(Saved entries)
========

//! Copy, cast and fill kernels

use super::StridedCursor;
use crate::dtype::Element;

/// Copy a strided source into a strided destination, casting `S` to `D`
///
/// Both sides are walked in row-major order of `shape`, so this single kernel
/// covers `contiguous()`, dtype conversion and writes into views.
///
/// # Safety
/// - Both pointers must be valid for `shape` with their strides and offsets
/// - Source and destination must not overlap
#[allow(clippy::too_many_arguments)]
pub unsafe fn cast_copy_strided<S: Element, D: Element>(
    src: *const S,
    src_strides: &[isize],
    src_offset: isize,
    dst: *mut D,
    dst_strides: &[isize],
    dst_offset: isize,
    shape: &[usize],
) {
    let total = shape.iter().product::<usize>();
    let mut cursor = StridedCursor::new(shape, [src_strides, dst_strides], [src_offset, dst_offset]);
    for _ in 0..total {
        let [so, do_] = cursor.offsets();
        *dst.offset(do_) = (*src.offset(so)).cast::<D>();
        cursor.step();
    }
}

/// Write `value` to every element of a strided destination
///
/// # Safety
/// - `dst` must be valid for `shape` with `strides` and `offset`
pub unsafe fn fill_strided<T: Element>(
    dst: *mut T,
    shape: &[usize],
    strides: &[isize],
    offset: isize,
    value: T,
) {
    let total = shape.iter().product::<usize>();
    let mut cursor = StridedCursor::new(shape, [strides], [offset]);
    for _ in 0..total {
        let [o] = cursor.offsets();
        *dst.offset(o) = value;
        cursor.step();
    }
}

========

Set down each record verbatim.

### Written answer
//! Copy, cast and fill kernels

use super::StridedCursor;
use crate::dtype::Element;

/// Copy a strided source into a strided destination, casting `S` to `D`
///
/// Both sides are walked in row-major order of `shape`, so this single kernel
/// covers `contiguous()`, dtype conversion and writes into views.
///
/// # Safety
/// - Both pointers must be valid for `shape` with their strides and offsets
/// - Source and destination must not overlap
#[allow(clippy::too_many_arguments)]
pub unsafe fn cast_copy_strided<S: Element, D: Element>(
    src: *const S,
    src_strides: &[isize],
    src_offset: isize,
    dst: *mut D,
    dst_strides: &[isize],
    dst_offset: isize,
    shape: &[usize],
) {
    let total = shape.iter().product::<usize>();
    let mut cursor = StridedCursor::new(shape, [src_strides, dst_strides], [src_offset, dst_offset]);
    for _ in 0..total {
        let [so, do_] = cursor.offsets();
        *dst.offset(do_) = (*src.offset(so)).cast::<D>();
        cursor.step();
    }
}

/// Write `value` to every element of a strided destination
///
/// # Safety
/// - `dst` must be valid for `shape` with `strides` and `offset`
pub unsafe fn fill_strided<T: Element>(
    dst: *mut T,
    shape: &[usize],
    strides: &[isize],
    offset: isize,
    value: T,
) {
    let total = shape.iter().product::<usize>();
    let mut cursor = StridedCursor::new(shape, [strides], [offset]);
    for _ in 0..total {
        let [o] = cursor.offsets();
        *dst.offset(o) = value;
        cursor.step();
    }
}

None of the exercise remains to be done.